Traditional Remedies

San Pedro and Organ Pipe Cactus, a Comparison

Looking through photos of Peruvian volcanoes last week, I was surprised to see tall cactus growing in columns. They resembled the Organ Pipe cactus that grow in the American Southwest, a very distinctive plant with spines. There are areas of dense forestation with the Organ Pipe cactus in Arizona. I was very excited to see a familiar plant growing so plainly in the pictures.

As I looked closer and did a little research, I realized that the cactus in Peru was not actually the same, although it bore a great resemblance. Looking up the two plants, I discovered distinct differences in them.
The Peruvian cactus is the San Pedro cactus (Trichocerus pachanoi or Echinopsis peruviana) a fast growing columnar cactus that grows in the Andes. The Organ Pipe cactus (Stenocereus thuberi) is slow growing and is found in the Sonoran desert.

Cactus Growing at Home (Walter Coraza Morveli)
Cactus Growing at Home (Walter Coraza Morveli)

They both have beautiful flowers and belong to the genus ‘Cereus’, which means elongated cactus body – from the Greek word for ‘wax’ or ‘torch’. In the length of the spines, and the shape of the columns, the cacti are differentiated.

Other differences run more than skin deep.The Peruvian Trichocerus pachanoi is known for the alkaloids that it produces particularly near the skin.

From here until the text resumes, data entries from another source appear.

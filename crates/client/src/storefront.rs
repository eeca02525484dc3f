//! Storefront coordinator.
//!
//! Owns the session, cart, order history and catalog and is the only place
//! where one store reacts to another. Session transitions are applied here:
//!
//! | Session transition                | Effect on other stores             |
//! |-----------------------------------|------------------------------------|
//! | anything -> `Authenticated(u)`    | exactly one cart fetch             |
//! | `Authenticated(a)` -> `Authenticated(b)` | cart and orders cleared, then one cart fetch |
//! | anything -> not authenticated     | cart and orders cleared, no fetch  |
//!
//! [`Storefront::session`] hands out a read-only view. Signing in and out
//! only happens through the methods here.

use std::sync::Arc;

use craftify_core::{CartLineId, Credential, ItemId, SellerId, UserId};
use secrecy::SecretString;
use tracing::{debug, info, instrument};

use crate::api::{
    ApiError, Comment, HttpMarketplace, Item, ItemDraft, MarketplaceApi, Order, Profile,
    ProfileUpdate, SignUp, UserPage,
};
use crate::cart::{CartState, CartStore};
use crate::catalog::Catalog;
use crate::checkout::CheckoutRequest;
use crate::config::ClientConfig;
use crate::error::{ClientError, Result, add_breadcrumb};
use crate::orders::{OrderHistory, OrderHistoryState, OrderWindow};
use crate::session::{SessionError, SessionManager, SessionPhase, SessionState};
use crate::token::{FileTokenStore, TokenStore};

/// The marketplace client: every store, wired together.
pub struct Storefront<S, A> {
    api: Arc<A>,
    session: SessionManager<S, A>,
    cart: CartStore<A>,
    orders: OrderHistory<A>,
    catalog: Catalog<A>,
}

impl Storefront<FileTokenStore, HttpMarketplace> {
    /// Build a storefront talking HTTP and persisting the credential to disk.
    ///
    /// # Errors
    ///
    /// Returns an error if the HTTP client cannot be built.
    pub fn from_config(config: &ClientConfig) -> Result<Self> {
        let api = HttpMarketplace::new(config)?;
        Ok(Self::new(
            FileTokenStore::new(config.token_path.clone()),
            Arc::new(api),
            config,
        ))
    }
}

impl<S: TokenStore, A: MarketplaceApi> Storefront<S, A> {
    /// Wire the stores around one shared API client.
    pub fn new(store: S, api: Arc<A>, config: &ClientConfig) -> Self {
        let session = SessionManager::new(store, Arc::clone(&api));
        let cart = CartStore::new(Arc::clone(&api), session.subscribe());
        let orders = OrderHistory::new(Arc::clone(&api), session.subscribe());
        let catalog = Catalog::new(Arc::clone(&api), config.catalog_cache_ttl);

        Self {
            api,
            session,
            cart,
            orders,
            catalog,
        }
    }

    /// Read-only view of the session: snapshots and change notifications.
    pub const fn session(&self) -> &SessionManager<S, A> {
        &self.session
    }

    pub const fn cart(&self) -> &CartStore<A> {
        &self.cart
    }

    pub const fn orders(&self) -> &OrderHistory<A> {
        &self.orders
    }

    pub const fn catalog(&self) -> &Catalog<A> {
        &self.catalog
    }

    #[must_use]
    pub fn session_state(&self) -> SessionState {
        self.session.snapshot()
    }

    #[must_use]
    pub fn cart_state(&self) -> CartState {
        self.cart.snapshot()
    }

    #[must_use]
    pub fn order_state(&self) -> OrderHistoryState {
        self.orders.snapshot()
    }

    // =========================================================================
    // Session lifecycle
    // =========================================================================

    /// Restore any persisted session and load the cart if signed in.
    #[instrument(skip(self))]
    pub async fn start(&self) -> SessionPhase {
        let before = self.session.phase();
        self.session.initialize();
        self.apply_transition(&before).await
    }

    /// Adopt a credential issued by the server.
    ///
    /// # Errors
    ///
    /// Returns `SessionError::UnidentifiableCredential` if the credential
    /// carries no identity. The session is then signed out again.
    #[instrument(skip(self, credential))]
    pub async fn login(&self, credential: Credential) -> Result<UserId> {
        let before = self.session.phase();
        let result = self.session.login(credential);
        self.settle_login(&before, result).await
    }

    /// Sign in with a username and password.
    ///
    /// # Errors
    ///
    /// Returns an error if the server rejects the login or the credential
    /// carries no identity.
    #[instrument(skip(self, password))]
    pub async fn sign_in(&self, username: &str, password: &SecretString) -> Result<UserId> {
        let before = self.session.phase();
        let result = self.session.sign_in(username, password).await;
        self.settle_login(&before, result).await
    }

    /// Register an account and sign in with it.
    ///
    /// # Errors
    ///
    /// Returns `ClientError::Validation` for blank required fields, otherwise
    /// the errors of [`Self::sign_in`].
    #[instrument(skip(self, form), fields(username = %form.username))]
    pub async fn sign_up(&self, form: &SignUp) -> Result<UserId> {
        let missing = form.missing_fields();
        if !missing.is_empty() {
            return Err(ClientError::Validation(format!(
                "Please fill in all required fields: {}",
                missing.join(", ")
            )));
        }

        let before = self.session.phase();
        let result = self.session.sign_up(form).await;
        self.settle_login(&before, result).await
    }

    /// Sign out and drop every user-scoped store.
    #[instrument(skip(self))]
    pub async fn logout(&self) {
        let before = self.session.phase();
        self.session.logout();
        self.apply_transition(&before).await;
    }

    async fn settle_login(
        &self,
        before: &SessionPhase,
        result: std::result::Result<UserId, SessionError>,
    ) -> Result<UserId> {
        if let Err(SessionError::UnidentifiableCredential) = &result {
            self.session
                .force_logout(&SessionError::UnidentifiableCredential.to_string());
        }
        self.apply_transition(before).await;
        result.map_err(ClientError::from)
    }

    /// React to the session moving from `before` to its current phase.
    async fn apply_transition(&self, before: &SessionPhase) -> SessionPhase {
        let after = self.session.phase();

        match (before, &after) {
            (SessionPhase::Authenticated(old), SessionPhase::Authenticated(new)) if old == new => {
                debug!("Session unchanged");
            }
            (SessionPhase::Authenticated(_), SessionPhase::Authenticated(_)) => {
                debug!("Session switched user, reloading cart");
                self.cart.clear();
                self.orders.clear();
                self.cart.fetch_cart().await;
            }
            (_, SessionPhase::Authenticated(_)) => {
                debug!("Session became authenticated, loading cart");
                self.cart.fetch_cart().await;
            }
            _ => {
                debug!(phase = ?after, "No authenticated session, clearing user stores");
                self.cart.clear();
                self.orders.clear();
            }
        }

        after
    }

    /// The signed-in user, or why there is none.
    ///
    /// This is the "redirect to login" check for views that need a session.
    ///
    /// # Errors
    ///
    /// Returns `ClientError::SessionInitializing` before [`Self::start`] has
    /// run and `ClientError::NotAuthenticated` when nobody is signed in.
    pub fn require_session(&self) -> Result<UserId> {
        let state = self.session.snapshot();
        if state.initializing() {
            return Err(ClientError::SessionInitializing);
        }
        state.user_id().cloned().ok_or(ClientError::NotAuthenticated)
    }

    // =========================================================================
    // Cart
    // =========================================================================

    /// Reload the cart. Does nothing without a session.
    pub async fn fetch_cart(&self) {
        self.cart.fetch_cart().await;
    }

    /// Add units of an item to the cart.
    pub async fn add_to_cart(&self, item_id: ItemId, quantity: u32) -> bool {
        self.cart.add_to_cart(item_id, quantity).await
    }

    /// Remove a cart line by its line ID.
    pub async fn remove_from_cart(&self, line_id: Option<CartLineId>) -> bool {
        self.cart.remove_from_cart(line_id).await
    }

    /// Place an order for the current cart.
    ///
    /// # Errors
    ///
    /// Returns an error if the request is incomplete, nobody is signed in,
    /// the cart is empty or the server rejects the order.
    pub async fn checkout(&self, request: &CheckoutRequest) -> Result<Order> {
        Ok(self.cart.checkout(request).await?)
    }

    // =========================================================================
    // Orders and profile
    // =========================================================================

    /// Load the order history for a window.
    pub async fn fetch_orders(&self, window: OrderWindow) {
        self.orders.fetch(window).await;
    }

    /// Load the signed-in user's profile.
    ///
    /// # Errors
    ///
    /// Returns `ClientError::NotAuthenticated` without a session, or the API
    /// error.
    #[instrument(skip(self))]
    pub async fn profile(&self) -> Result<Profile> {
        let user = self.require_session()?;
        self.user_profile(&user).await
    }

    /// Update the signed-in user's profile.
    ///
    /// # Errors
    ///
    /// Returns `ClientError::Validation` for an empty update,
    /// `ClientError::NotAuthenticated` without a session, or the API error.
    #[instrument(skip(self, update))]
    pub async fn update_profile(&self, update: &ProfileUpdate) -> Result<Profile> {
        let user = self.require_session()?;
        if update.is_empty() {
            return Err(ClientError::Validation("Nothing to update".to_string()));
        }
        Ok(self.api.update_profile(&user, update).await?)
    }

    // =========================================================================
    // Selling
    // =========================================================================

    /// Items the signed-in user has listed.
    ///
    /// # Errors
    ///
    /// Returns `ClientError::NotAuthenticated` without a session, or the API
    /// error if the listing cannot be loaded.
    #[instrument(skip(self))]
    pub async fn my_items(&self) -> Result<Vec<Item>> {
        let user = self.require_session()?;
        let Some(seller) = user.as_numeric().map(SellerId::new) else {
            debug!(user_id = %user, "Account id is not numeric, no listing can match it");
            return Ok(Vec::new());
        };
        Ok(self.catalog.items_by_seller(seller).await?)
    }

    /// List a new item for sale.
    ///
    /// # Errors
    ///
    /// Returns `ClientError::NotAuthenticated` without a session,
    /// `ClientError::Validation` for a bad draft, or the API error.
    #[instrument(skip(self, draft), fields(name = %draft.name))]
    pub async fn create_item(&self, draft: &ItemDraft) -> Result<Item> {
        self.require_session()?;
        draft.validate().map_err(ClientError::Validation)?;

        let item = self.catalog.create_item(draft).await?;
        add_breadcrumb(
            "catalog",
            "Listed item",
            Some(&[("item_id", item.id.to_string().as_str())]),
        );
        Ok(item)
    }

    /// Edit one of the signed-in user's items.
    ///
    /// # Errors
    ///
    /// Same as [`Self::create_item`].
    #[instrument(skip(self, draft), fields(item_id = %item_id))]
    pub async fn update_item(&self, item_id: ItemId, draft: &ItemDraft) -> Result<Item> {
        self.require_session()?;
        draft.validate().map_err(ClientError::Validation)?;

        let item = self.catalog.update_item(item_id, draft).await?;
        add_breadcrumb(
            "catalog",
            "Edited item",
            Some(&[("item_id", item_id.to_string().as_str())]),
        );
        Ok(item)
    }

    /// Take one of the signed-in user's items off sale.
    ///
    /// # Errors
    ///
    /// Returns `ClientError::NotAuthenticated` without a session, or the API
    /// error.
    #[instrument(skip(self), fields(item_id = %item_id))]
    pub async fn delete_item(&self, item_id: ItemId) -> Result<()> {
        self.require_session()?;

        self.catalog.delete_item(item_id).await?;
        add_breadcrumb(
            "catalog",
            "Deleted item",
            Some(&[("item_id", item_id.to_string().as_str())]),
        );
        Ok(())
    }

    // =========================================================================
    // Community
    // =========================================================================

    /// Any user's public profile. No session needed.
    ///
    /// # Errors
    ///
    /// Returns the API error.
    #[instrument(skip(self), fields(user_id = %user_id))]
    pub async fn user_profile(&self, user_id: &UserId) -> Result<Profile> {
        Ok(self.api.get_profile(user_id).await?)
    }

    /// Comments on a user's profile. A profile nobody has commented on yet
    /// may answer 404; that is an empty list.
    ///
    /// # Errors
    ///
    /// Returns any other API error.
    #[instrument(skip(self), fields(user_id = %user_id))]
    pub async fn comments(&self, user_id: &UserId) -> Result<Vec<Comment>> {
        match self.api.list_comments(user_id).await {
            Ok(comments) => Ok(comments),
            Err(ApiError::Status { status: 404, .. }) => {
                debug!("No comments on this profile");
                Ok(Vec::new())
            }
            Err(e) => Err(e.into()),
        }
    }

    /// Leave a comment on a user's profile.
    ///
    /// # Errors
    ///
    /// Returns `ClientError::NotAuthenticated` without a session,
    /// `ClientError::Validation` for a blank comment, or the API error.
    #[instrument(skip(self, text), fields(user_id = %user_id))]
    pub async fn post_comment(&self, user_id: &UserId, text: &str) -> Result<Comment> {
        self.require_session()?;
        let text = text.trim();
        if text.is_empty() {
            return Err(ClientError::Validation("Comment cannot be empty".to_string()));
        }
        Ok(self.api.post_comment(user_id, text).await?)
    }

    /// One page of the user directory. Pages count from 1.
    ///
    /// # Errors
    ///
    /// Returns `ClientError::Validation` for page 0, or the API error.
    #[instrument(skip(self))]
    pub async fn users(&self, page: u32) -> Result<UserPage> {
        if page == 0 {
            return Err(ClientError::Validation("Pages are numbered from 1".to_string()));
        }
        Ok(self.api.list_users(page).await?)
    }

    // =========================================================================
    // Account
    // =========================================================================

    /// Delete the signed-in account, then sign out the same way
    /// [`Self::logout`] does.
    ///
    /// # Errors
    ///
    /// Returns `ClientError::NotAuthenticated` without a session, or the API
    /// error. The session is kept when the server refuses.
    #[instrument(skip(self))]
    pub async fn delete_account(&self) -> Result<()> {
        let user = self.require_session()?;
        self.api.delete_user(&user).await?;
        info!(user_id = %user, "Account deleted");

        self.logout().await;
        self.catalog.invalidate_all().await;
        Ok(())
    }
}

The plant was valued for the psycho-reactive qualities of mescaline and other alkaloids. The use of the San Pedro plant dates back thousands of years, however, when the conquistadors arrived they banned the use of the plant. In the American Southwest, peyote is commonly used as a psycho reactive sacramental drug to enhance a person’s senses and sense of being.

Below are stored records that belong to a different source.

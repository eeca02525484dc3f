//! Decimal money helpers.
//!
//! The marketplace prices everything in a single currency with two decimal
//! places, so amounts are plain [`Decimal`] values rather than a
//! currency-tagged price type.

use rust_decimal::{Decimal, RoundingStrategy};

/// Format an amount as a display price (e.g., `$19.99`).
#[must_use]
pub fn format_price(amount: Decimal) -> String {
    format!("${:.2}", amount.round_dp_with_strategy(2, RoundingStrategy::MidpointAwayFromZero))
}

/// Subtotal for a quantity of a unit price.
#[must_use]
pub fn line_total(unit_price: Decimal, quantity: u32) -> Decimal {
    unit_price * Decimal::from(quantity)
}
//! Sign-in, sign-up and profile commands.

use std::io::{BufRead, Write};

use clap::Args;
use craftify_client::api::{ProfileUpdate, SignUp};
use secrecy::SecretString;

use super::{App, CommandResult};
use crate::render;

#[derive(Args)]
pub struct SignUpArgs {
    /// Account username
    #[arg(short, long)]
    username: String,

    /// Contact email
    #[arg(short, long)]
    email: String,

    /// Account password
    #[arg(long, env = "CRAFTIFY_PASSWORD", hide_env_values = true)]
    password: Option<String>,

    /// Phone number
    #[arg(long)]
    phone: Option<String>,

    /// ISO country code
    #[arg(long)]
    country_code: Option<String>,
}

#[derive(Args)]
pub struct ProfileArgs {
    #[arg(long)]
    email: Option<String>,
    #[arg(long)]
    bio: Option<String>,
    #[arg(long)]
    website: Option<String>,
    #[arg(long)]
    country_code: Option<String>,
    #[arg(long)]
    address: Option<String>,
    #[arg(long)]
    phone: Option<String>,
}

/// Use the given password or read one line from stdin.
fn password_or_stdin(password: Option<String>) -> Result<SecretString, std::io::Error> {
    if let Some(password) = password {
        return Ok(SecretString::from(password));
    }

    let mut line = String::new();
    std::io::stdin().lock().read_line(&mut line)?;
    Ok(SecretString::from(
        line.trim_end_matches(['\r', '\n']).to_string(),
    ))
}

pub async fn login(
    app: &App,
    out: &mut impl Write,
    username: &str,
    password: Option<String>,
) -> CommandResult {
    let password = password_or_stdin(password)?;
    let user = app.sign_in(username, &password).await?;

    writeln!(out, "Signed in as user {user}")?;
    render::cart(out, &app.cart_state().cart)?;
    Ok(())
}

pub async fn logout(app: &App, out: &mut impl Write) -> CommandResult {
    app.logout().await;
    writeln!(out, "Signed out")?;
    Ok(())
}

pub async fn delete_account(app: &App, out: &mut impl Write, confirmed: bool) -> CommandResult {
    if !confirmed {
        return Err("Deleting an account cannot be undone; pass --yes to confirm".into());
    }
    app.delete_account().await?;
    writeln!(out, "Account deleted. Signed out")?;
    Ok(())
}

pub fn whoami(app: &App, out: &mut impl Write) -> CommandResult {
    render::session(out, &app.session_state())?;
    Ok(())
}

pub async fn sign_up(app: &App, out: &mut impl Write, args: SignUpArgs) -> CommandResult {
    let form = SignUp {
        username: args.username,
        email: args.email,
        password: password_or_stdin(args.password)?,
        phone_number: args.phone,
        country_code: args.country_code,
    };

    let user = app.sign_up(&form).await?;
    writeln!(out, "Welcome, {}! Signed in as user {user}", form.username)?;
    Ok(())
}

pub async fn profile(app: &App, out: &mut impl Write) -> CommandResult {
    let profile = app.profile().await?;
    render::profile(out, &profile)?;
    Ok(())
}

pub async fn update_profile(app: &App, out: &mut impl Write, args: ProfileArgs) -> CommandResult {
    let update = ProfileUpdate {
        email: args.email,
        bio: args.bio,
        website: args.website,
        country_code: args.country_code,
        address: args.address,
        phone_number: args.phone,
    };

    let profile = app.update_profile(&update).await?;
    writeln!(out, "Profile updated")?;
    render::profile(out, &profile)?;
    Ok(())
}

The drug is very bitter and causes nausea for hours. Some people take it as a powder in a capsule to avoid the bitter taste, but traditionally the stems of the San Pedro are boiled and the liquid drained. Chris Kilham, Medicine Hunter says the plant is also called St. Peter’s cactus, because in Christian tradition St. Peter holds the keys to heaven and in Andean tradition, San Pedro cactus is the key to heaven. He describes his experience:

 “I felt myself slipping away, still sitting upright, still perfectly aware of where I was, but also taking off to some distant place at the very same time, as though swept by an invisible current that pulled me steadily into a realm of vast geometries, of vaulted space filled with light and color and a pervasive sense of being completely connected to all things throughout all time, without beginning or end. I bathed in this experience even as a fine cool mist from the ocean settled in the night air….

Hours later as the effects of the San Pedro waned, I observed that my sight was more clear, and my hearing was more acute. I felt the night air with greater intensity, and I could smell the aroma of salt from the sea. I expected these effects to wear off, but in fact my senses remained more finely tuned for several days. I had the experience of being cleansed, lighter in my body and mind, freed of subtle stress.”

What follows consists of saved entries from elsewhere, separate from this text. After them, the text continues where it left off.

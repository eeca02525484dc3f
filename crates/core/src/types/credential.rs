//! Bearer credential type.
//!
//! Type-safe wrapper for the opaque signed token issued by the marketplace
//! API on login or signup.

use core::fmt;

use secrecy::{ExposeSecret, SecretString};

/// Opaque bearer credential.
///
/// The token is held as a [`SecretString`] so it is zeroized on drop and
/// never shows up in `Debug` output or logs. Only the session layer and the
/// transport should ever call [`Credential::expose`].
#[derive(Clone)]
pub struct Credential(SecretString);

impl Credential {
    /// Wrap a raw token string.
    #[must_use]
    pub fn new(token: impl Into<String>) -> Self {
        Self(SecretString::from(token.into()))
    }

    /// Borrow the raw token.
    #[must_use]
    pub fn expose(&self) -> &str {
        self.0.expose_secret()
    }

    /// Whether the token is blank (empty or whitespace).
    #[must_use]
    pub fn is_blank(&self) -> bool {
        self.expose().trim().is_empty()
    }
}

impl fmt::Debug for Credential {
    fn fmt(&self, f: &mut fmt::Formatter<'_>) -> fmt::Result {
        f.write_str("Credential([REDACTED])")
    }
}

impl From<String> for Credential {
    fn from(token: String) -> Self {
        Self::new(token)
    }
}

impl From<&str> for Credential {
    fn from(token: &str) -> Self {
        Self::new(token)
    }
}
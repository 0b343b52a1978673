//! Validation error taxonomy
//!
//! Malformed submissions are rejected by collaborators before they reach the
//! matching core.

use thiserror::Error;

/// Order validation errors
#[derive(Error, Debug, Clone, PartialEq, Eq)]
pub enum OrderError {
    #[error("order kind must not be no-action")]
    InvalidKind,

    #[error("order side must not be no-action")]
    InvalidSide,

    #[error("order size must be positive")]
    InvalidSize,

    #[error("invalid price: {0}")]
    InvalidPrice(String),
}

The Organ Pipe cactus produces a fruit called pitaya. It is beautiful and full of seeds with a flavor described as a cross between a watermelon and a cucumber.

San Pedro Cactus (Walter Coraza Morveli)
San Pedro Cactus (Walter Coraza Morveli)

The San Pedro cactus produces a seed pod, but it appears pithy and white with seeds rather than the deep red of the Organ Pipe. The cactus fruit is commonly eaten in Mexico and the Southern United States, often used in Agua Fresca.

Despite their seeming sameness, the two plants had very different aspects.The agua fresca produced by the pitaya dulce was simply sweet and heavenly, while the San Pedro drink was a doorway to another dimension.